A county judge has dismissed the bulk of a lawsuit against Chandler regarding the opening of a controversial medical research facility, but the litigants say it’s not over.
Maricopa County Superior Court Judge Paul McMurdie dismissed four of the five charges made by Washington DC-based Physicians Committee for Responsible Medicine against the city regarding zoning and open meeting laws.
The Jan. 14 ruling sided with the city of Chandler. It stated that the plaintiffs in the case didn’t have the right to sue because their claim that Covance Inc’s. 300,000-square-foot laboratory, which will perform testing on lab animals on behalf of pharmaceutical companies, would not personally damage them.
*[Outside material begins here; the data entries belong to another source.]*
use crate::expr::Expr;
use crate::expr::atom::Atom;
use crate::expr::function::{sin, cos, sqrt, exp, ln};
use crate::expr::simplifier::simplify;
use crate::expr::var::Var;

use num::pow::Pow;
use thiserror::Error;

/// Differentiates expressions with respect to a single variable.
#[derive(Debug)]
pub struct DerivativeEngine {
  target_variable: Var,
  original_expr: Expr,
}

#[derive(Debug, Clone, PartialEq, Error)]
#[error("Failed to differentiate {original_expr}: {error}")]
pub struct DifferentiationFailure {
  pub original_expr: Expr,
  pub error: DifferentiationError,
  _priv: (), // Prevent construction outside of this module
}

#[derive(Debug, Clone, PartialEq, Eq, Error)]
pub enum DifferentiationError {
  #[error("Derivative of function '{0}' is not known")]
  UnknownDerivative(String),
  #[error("Function '{function}' expects {expected} argument(s), got {actual}")]
  WrongArity { function: String, expected: usize, actual: usize },
}

impl DerivativeEngine {
  pub fn new(original_expr: Expr, target_variable: Var) -> Self {
    Self { target_variable, original_expr }
  }

  pub fn target_variable(&self) -> &Var {
    &self.target_variable
  }

  pub fn differentiate(&self, expr: Expr) -> Result<Expr, DifferentiationFailure> {
    match expr {
      Expr::Atom(Atom::Number(_)) => {
        Ok(Expr::zero())
      }
      Expr::Atom(Atom::Var(var)) => {
        if var == self.target_variable {
          Ok(Expr::one())
        } else {
          Ok(Expr::zero())
        }
      }
      Expr::Call(function, args) => {
        if !args.iter().any(|a| a.contains_var(&self.target_variable)) {
          return Ok(Expr::zero());
        }
        self.differentiate_call(function, args)
      }
    }
  }

  fn differentiate_call(&self, function: String, args: Vec<Expr>) -> Result<Expr, DifferentiationFailure> {
    match function.as_str() {
      "+" => {
        let terms = args.into_iter().map(|a| self.differentiate(a)).collect::<Result<Vec<_>, _>>()?;
        Ok(Expr::call("+", terms))
      }
      "-" => {
        let [a, b] = self.two_args(&function, args)?;
        Ok(self.differentiate(a)? - self.differentiate(b)?)
      }
      "negate" => {
        let [a] = self.one_arg(&function, args)?;
        Ok(- self.differentiate(a)?)
      }
      "*" => {
        // Product rule. Factors which do not mention the variable are
        // constants and contribute no term of their own.
        let mut terms = Vec::new();
        for i in 0..args.len() {
          if !args[i].contains_var(&self.target_variable) {
            continue;
          }
          let mut factors = args.clone();
          factors[i] = self.differentiate(args[i].clone())?;
          terms.push(Expr::call("*", factors));
        }
        Ok(Expr::call("+", terms))
      }
      "/" => {
        let [a, b] = self.two_args(&function, args)?;
        if b.contains_var(&self.target_variable) {
          let da = self.differentiate(a.clone())?;
          let db = self.differentiate(b.clone())?;
          Ok((da * b.clone() - a * db) / b.pow(2_i64))
        } else {
          Ok(self.differentiate(a)? / b)
        }
      }
      "^" => {
        let [a, b] = self.two_args(&function, args)?;
        if !b.contains_var(&self.target_variable) {
          // Power rule
          let da = self.differentiate(a.clone())?;
          Ok(b.clone() * a.pow(b - 1_i64) * da)
        } else if !a.contains_var(&self.target_variable) {
          let db = self.differentiate(b.clone())?;
          Ok(a.clone().pow(b) * ln(a) * db)
        } else {
          let da = self.differentiate(a.clone())?;
          let db = self.differentiate(b.clone())?;
          Ok(a.clone().pow(b.clone()) * (db * ln(a.clone()) + b * da / a))
        }
      }
      "sin" => self.chain_rule(&function, args, |a| cos(a)),
      "cos" => self.chain_rule(&function, args, |a| - sin(a)),
      "tan" => self.chain_rule(&function, args, |a| Expr::one() / cos(a).pow(2_i64)),
      "asin" => self.chain_rule(&function, args, |a| Expr::one() / sqrt(1_i64 - a.pow(2_i64))),
      "acos" => self.chain_rule(&function, args, |a| - (Expr::one() / sqrt(1_i64 - a.pow(2_i64)))),
      "atan" => self.chain_rule(&function, args, |a| Expr::one() / (1_i64 + a.pow(2_i64))),
      "sqrt" => self.chain_rule(&function, args, |a| Expr::one() / (2_i64 * sqrt(a))),
      "exp" => self.chain_rule(&function, args, |a| exp(a)),
      "ln" => self.chain_rule(&function, args, |a| Expr::one() / a),
      "vector" => {
        let [x, y] = self.two_args(&function, args)?;
        Ok(Expr::call("vector", vec![self.differentiate(x)?, self.differentiate(y)?]))
      }
      "diff" => {
        let [inner, var] = self.two_args(&function, args)?;
        let Some(inner_var) = var.as_var() else {
          return Err(self.error(DifferentiationError::UnknownDerivative(function)));
        };
        let inner_engine = DerivativeEngine::new(inner.clone(), inner_var.clone());
        let inner_derivative = inner_engine.differentiate(inner)?;
        self.differentiate(inner_derivative)
      }
      _ => {
        Err(self.error(DifferentiationError::UnknownDerivative(function)))
      }
    }
  }

  /// Differentiates `f(a)` as `f'(a) * a'`, where `outer` computes
  /// `f'(a)`.
  fn chain_rule<F>(&self, function: &str, args: Vec<Expr>, outer: F) -> Result<Expr, DifferentiationFailure>
  where F: FnOnce(Expr) -> Expr {
    let [a] = self.one_arg(function, args)?;
    let da = self.differentiate(a.clone())?;
    Ok(outer(a) * da)
  }

  fn one_arg(&self, function: &str, args: Vec<Expr>) -> Result<[Expr; 1], DifferentiationFailure> {
    let actual = args.len();
    <[Expr; 1]>::try_from(args).map_err(|_| self.arity_error(function, 1, actual))
  }

  fn two_args(&self, function: &str, args: Vec<Expr>) -> Result<[Expr; 2], DifferentiationFailure> {
    let actual = args.len();
    <[Expr; 2]>::try_from(args).map_err(|_| self.arity_error(function, 2, actual))
  }

  fn arity_error(&self, function: &str, expected: usize, actual: usize) -> DifferentiationFailure {
    self.error(DifferentiationError::WrongArity { function: function.to_owned(), expected, actual })
  }

  pub fn error(&self, reason: DifferentiationError) -> DifferentiationFailure {
    DifferentiationFailure {
      original_expr: self.original_expr.clone(),
      error: reason,
      _priv: (),
    }
  }
}

/// Differentiates `expr` with respect to `var`, then simplifies the
/// result.
pub fn differentiate(expr: Expr, var: Var) -> Result<Expr, DifferentiationFailure> {
  let engine = DerivativeEngine::new(expr.clone(), var);
  engine.differentiate(expr).map(simplify)
}

#[cfg(test)]
mod tests {
  use super::*;
  use crate::expr::evaluator::evaluate_scalar;
  use crate::expr::function::{tan, atan, diff};
  use crate::expr::substitution::Substitution;

  use approx::assert_relative_eq;

  fn var(s: &str) -> Expr {
    Expr::var(s).unwrap()
  }

  fn v(s: &str) -> Var {
    Var::new(s).unwrap()
  }

  /// Evaluates the derivative of `expr` with respect to `x` at `x = at`.
  fn slope(expr: Expr, at: f64) -> f64 {
    let derivative = differentiate(expr, v("x")).unwrap();
    let subst = Substitution::new().with(v("x"), at);
    evaluate_scalar(&derivative, &subst).unwrap().value()
  }

  #[test]
  fn test_constants_and_variables() {
    assert_eq!(differentiate(Expr::from(3), v("x")).unwrap(), Expr::zero());
    assert_eq!(differentiate(var("x"), v("x")).unwrap(), Expr::one());
    assert_eq!(differentiate(var("y"), v("x")).unwrap(), Expr::zero());
    assert_eq!(differentiate(sin(var("y")), v("x")).unwrap(), Expr::zero());
  }

  #[test]
  fn test_linear_function() {
    let expr = var("x") * (var("b") - var("a")) / var("dt");
    let derivative = differentiate(expr, v("x")).unwrap();
    assert!(!derivative.contains_var(&v("x")));
    assert_eq!(derivative.to_string(), "(b - a) / dt");
  }

  #[test]
  fn test_polynomial() {
    let expr = 3_i64 * var("x").pow(2_i64) + 2_i64 * var("x") + 1_i64;
    assert_relative_eq!(slope(expr.clone(), 0.0), 2.0);
    assert_relative_eq!(slope(expr, 2.0), 14.0);
  }

  #[test]
  fn test_trigonometry() {
    assert_relative_eq!(slope(sin(var("x")), 0.0), 1.0);
    assert_relative_eq!(slope(cos(var("x")), std::f64::consts::FRAC_PI_2), -1.0);
    assert_relative_eq!(slope(tan(var("x")), 0.0), 1.0);
    assert_relative_eq!(slope(atan(var("x")), 1.0), 0.5);
    assert_relative_eq!(slope(sin(2_i64 * var("x")), 0.0), 2.0);
  }

  #[test]
  fn test_quotient_and_exponential() {
    assert_relative_eq!(slope(Expr::one() / var("x"), 2.0), -0.25);
    assert_relative_eq!(slope(exp(var("x")), 0.0), 1.0);
    assert_relative_eq!(slope(ln(var("x")), 4.0), 0.25);
    assert_relative_eq!(slope(sqrt(var("x")), 4.0), 0.25);
    assert_relative_eq!(slope(Expr::from(2).pow(var("x")), 0.0), std::f64::consts::LN_2);
    assert_relative_eq!(slope(var("x").pow(var("x")), 1.0), 1.0);
  }

  #[test]
  fn test_nested_diff() {
    let expr = diff(var("x").pow(3_i64), &v("x"));
    assert_relative_eq!(slope(expr, 2.0), 12.0);
  }

  #[test]
  fn test_unknown_function() {
    let expr = Expr::call("energy", vec![var("x")]);
    let err = differentiate(expr.clone(), v("x")).unwrap_err();
    assert_eq!(err.error, DifferentiationError::UnknownDerivative(String::from("energy")));
    assert_eq!(err.original_expr, expr);
    // Unknown functions of other variables are constants.
    let expr = Expr::call("energy", vec![var("y")]);
    assert_eq!(differentiate(expr, v("x")).unwrap(), Expr::zero());
  }
}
The lawsuit was filed in July by PRCM and seven Chandler residents, most of whom live within a mile of the construction site. The litigants say they are concerned about Covance’s record on public health and animal welfare issues.
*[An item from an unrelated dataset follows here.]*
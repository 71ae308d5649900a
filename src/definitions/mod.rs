//! Definitions of physical quantities in terms of others.

pub mod power_is_energy_derivative;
The lawsuit asked the court to void the building permit and rezoning that enabled Covance to break ground on their facility in the Chandler Airpark at the southwest corner of Gilbert and Ryan roads.
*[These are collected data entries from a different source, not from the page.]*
//! Named physical symbols, as they appear in a law.

use crate::expr::Expr;
use crate::expr::var::{Var, TryFromStringError};
use crate::units::Dimension;

use num::One;
use serde::{Serialize, Deserialize};

use std::fmt::{self, Display, Formatter};

/// What a symbol measures.
#[derive(Debug, Clone, Copy, PartialEq, Eq, Hash, Serialize, Deserialize)]
#[serde(tag = "kind", content = "dimension", rename_all = "snake_case")]
pub enum SymbolKind {
  /// A physical quantity of the given dimension.
  Dimensioned(Dimension),
  /// A plain number, such as a refractive index.
  Dimensionless,
  /// An angle, in radians. Angles are dimensionless, but are kept
  /// apart so that they can be displayed as such.
  Angle,
}

/// A named placeholder for a physical quantity.
#[derive(Debug, Clone, PartialEq, Eq, Hash)]
pub struct Symbol {
  var: Var,
  kind: SymbolKind,
}

/// A named function of one symbol, such as `energy(time)`.
#[derive(Debug, Clone, PartialEq, Eq, Hash)]
pub struct FunctionSymbol {
  name: Var,
  argument: Symbol,
  kind: SymbolKind,
}

impl SymbolKind {
  /// The dimension of every quantity this kind accepts.
  pub fn dimension(&self) -> Dimension {
    match self {
      SymbolKind::Dimensioned(d) => *d,
      SymbolKind::Dimensionless | SymbolKind::Angle => Dimension::one(),
    }
  }

  /// Whether a bare number is acceptable for this kind.
  pub fn accepts_bare_number(&self) -> bool {
    match self {
      SymbolKind::Dimensioned(d) => d.is_one(),
      SymbolKind::Dimensionless | SymbolKind::Angle => true,
    }
  }
}

impl From<Dimension> for SymbolKind {
  fn from(d: Dimension) -> Self {
    SymbolKind::Dimensioned(d)
  }
}

impl Symbol {
  pub fn try_new(name: &str, kind: impl Into<SymbolKind>) -> Result<Self, TryFromStringError> {
    let var = Var::try_from(name)?;
    Ok(Self { var, kind: kind.into() })
  }

  /// # Panics
  ///
  /// Panics if `name` is not a valid variable name. Symbols are
  /// declared statically, so this is a defect at the declaration
  /// site.
  pub fn new(name: &str, kind: impl Into<SymbolKind>) -> Self {
    Self::try_new(name, kind).unwrap_or_else(|err| panic!("{err}"))
  }

  pub fn dimensioned(name: &str, dimension: Dimension) -> Self {
    Self::new(name, SymbolKind::Dimensioned(dimension))
  }

  pub fn dimensionless(name: &str) -> Self {
    Self::new(name, SymbolKind::Dimensionless)
  }

  pub fn angle(name: &str) -> Self {
    Self::new(name, SymbolKind::Angle)
  }

  pub fn name(&self) -> &str {
    self.var.as_str()
  }

  pub fn var(&self) -> &Var {
    &self.var
  }

  pub fn kind(&self) -> SymbolKind {
    self.kind
  }

  pub fn dimension(&self) -> Dimension {
    self.kind.dimension()
  }

  /// This symbol, as an expression.
  pub fn expr(&self) -> Expr {
    Expr::from(&self.var)
  }
}

impl FunctionSymbol {
  /// # Panics
  ///
  /// Panics if `name` is not a valid variable name.
  pub fn new(name: &str, argument: Symbol, kind: impl Into<SymbolKind>) -> Self {
    let name = Var::try_from(name).unwrap_or_else(|err| panic!("{err}"));
    Self { name, argument, kind: kind.into() }
  }

  pub fn name(&self) -> &str {
    self.name.as_str()
  }

  pub fn argument(&self) -> &Symbol {
    &self.argument
  }

  pub fn kind(&self) -> SymbolKind {
    self.kind
  }

  /// The function applied to an arbitrary expression.
  pub fn call(&self, arg: impl Into<Expr>) -> Expr {
    Expr::call(self.name.as_str(), vec![arg.into()])
  }

  /// The function applied to its declared argument, as in
  /// `energy(time)`.
  pub fn applied(&self) -> Expr {
    self.call(self.argument.expr())
  }

  /// A symbol with the same name and kind as this function, for use
  /// when the function's value is a calculation parameter.
  pub fn as_symbol(&self) -> Symbol {
    Symbol { var: self.name.clone(), kind: self.kind }
  }
}

impl AsRef<Var> for Symbol {
  fn as_ref(&self) -> &Var {
    &self.var
  }
}

impl From<&Symbol> for Expr {
  fn from(s: &Symbol) -> Expr {
    s.expr()
  }
}

impl From<Symbol> for Expr {
  fn from(s: Symbol) -> Expr {
    Expr::from(s.var)
  }
}

impl Display for SymbolKind {
  fn fmt(&self, f: &mut Formatter) -> fmt::Result {
    match self {
      SymbolKind::Dimensioned(d) => write!(f, "{d}"),
      SymbolKind::Dimensionless => write!(f, "dimensionless"),
      SymbolKind::Angle => write!(f, "angle"),
    }
  }
}

impl Display for Symbol {
  fn fmt(&self, f: &mut Formatter) -> fmt::Result {
    write!(f, "{} ({})", self.var, self.kind)
  }
}

impl Display for FunctionSymbol {
  fn fmt(&self, f: &mut Formatter) -> fmt::Result {
    write!(f, "{}({}) ({})", self.name, self.argument.name(), self.kind)
  }
}

#[cfg(test)]
mod tests {
  use super::*;
  use crate::units::dimension::named;

  #[test]
  fn test_symbol_kinds() {
    let mass = Symbol::dimensioned("mass", named::MASS);
    assert_eq!(mass.name(), "mass");
    assert_eq!(mass.dimension(), named::MASS);
    assert!(!mass.kind().accepts_bare_number());
    let angle = Symbol::angle("incedence_angle");
    assert_eq!(angle.dimension(), Dimension::one());
    assert!(angle.kind().accepts_bare_number());
    assert!(Symbol::dimensionless("n").kind().accepts_bare_number());
  }

  #[test]
  fn test_invalid_symbol_name() {
    assert!(Symbol::try_new("not valid", SymbolKind::Dimensionless).is_err());
  }

  #[test]
  #[should_panic(expected = "Invalid variable name")]
  fn test_invalid_symbol_name_panics() {
    Symbol::new("9lives", SymbolKind::Dimensionless);
  }

  #[test]
  fn test_symbol_display() {
    assert_eq!(Symbol::dimensioned("velocity", named::VELOCITY).to_string(), "velocity (length / time)");
    assert_eq!(Symbol::angle("a").to_string(), "a (angle)");
  }

  #[test]
  fn test_function_symbol() {
    let time = Symbol::dimensioned("time", named::TIME);
    let energy = FunctionSymbol::new("energy", time, named::ENERGY);
    assert_eq!(energy.applied().to_string(), "energy(time)");
    assert_eq!(energy.call(Expr::from(2)).to_string(), "energy(2)");
    assert_eq!(energy.as_symbol().dimension(), named::ENERGY);
    assert_eq!(energy.to_string(), "energy(time) (length^2 mass / time^2)");
  }

  #[test]
  fn test_symbol_kind_serialization() {
    let json = serde_json::to_string(&SymbolKind::Angle).unwrap();
    assert_eq!(json, r#"{"kind":"angle"}"#);
    let json = serde_json::to_string(&SymbolKind::Dimensioned(named::LENGTH)).unwrap();
    assert_eq!(json, r#"{"kind":"dimensioned","dimension":[1,0,0,0,0,0,0]}"#);
  }
}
Covance is not listed as a defendant in the lawsuit and continues construction on its facility, slated for a first quarter 2009 opening.
“We are pleased that the judge has ruled in the favor of the city on key parts of the lawsuit brought by PRCM and other animal rights extremists. We remain confident that the remaining count of the case is without merit and that the city will prevail on it,” said Camilla Strongin, Covance spokesperson. “The tactics of extremists against Covance and other medical research organizations are a disservice to the millions of people in the Chandler community and nationwide who rely on medical research to make sure that new medicines are safe, effective and reach those in need as quickly as possible.”
McMurdie didn’t throw out the allegation that city leaders colluded with Covance officials, violating the Arizona Open Meeting Act. The lawsuit alleges city officials participated in non-public meetings in which they discussed Covance’s plan to secretly abandon its original site in the Price Corridor, which was zoned for agriculture, in favor of the rezoned Airpark property.
The move avoided a contentious public process and thwarted a future referendum because the Airpark site was already zoned for industry.
Kinburn said PCRM has a very strong case and will continue to forge ahead.
“We’re disappointed the judge did dismiss a few of the charges but he definitely left us with a lot to work with,” said Dan Kinburn, PCRM’s general counsel. “I think Covance has to be disappointed the suit wasn’t thrown out altogether.”
Kinburn said PCRM is funding the lawsuit and will continue to pursue the case.
“The next step would include depositions by all of the top Covance officials, the City Council and the city’s top officials,” Kinburn said. “Residents have a right to ask questions under oath to see if this was an illegal backroom deal.”
City Attorney Michael House said if PCRM pursues the case, they’ll just be “throwing money down a rathole.
“They (PCRM) have one claim left – that officials violated the open meeting law – that did not happen and there is no violation,” House said. “These plaintiffs cannot win. This case is over.”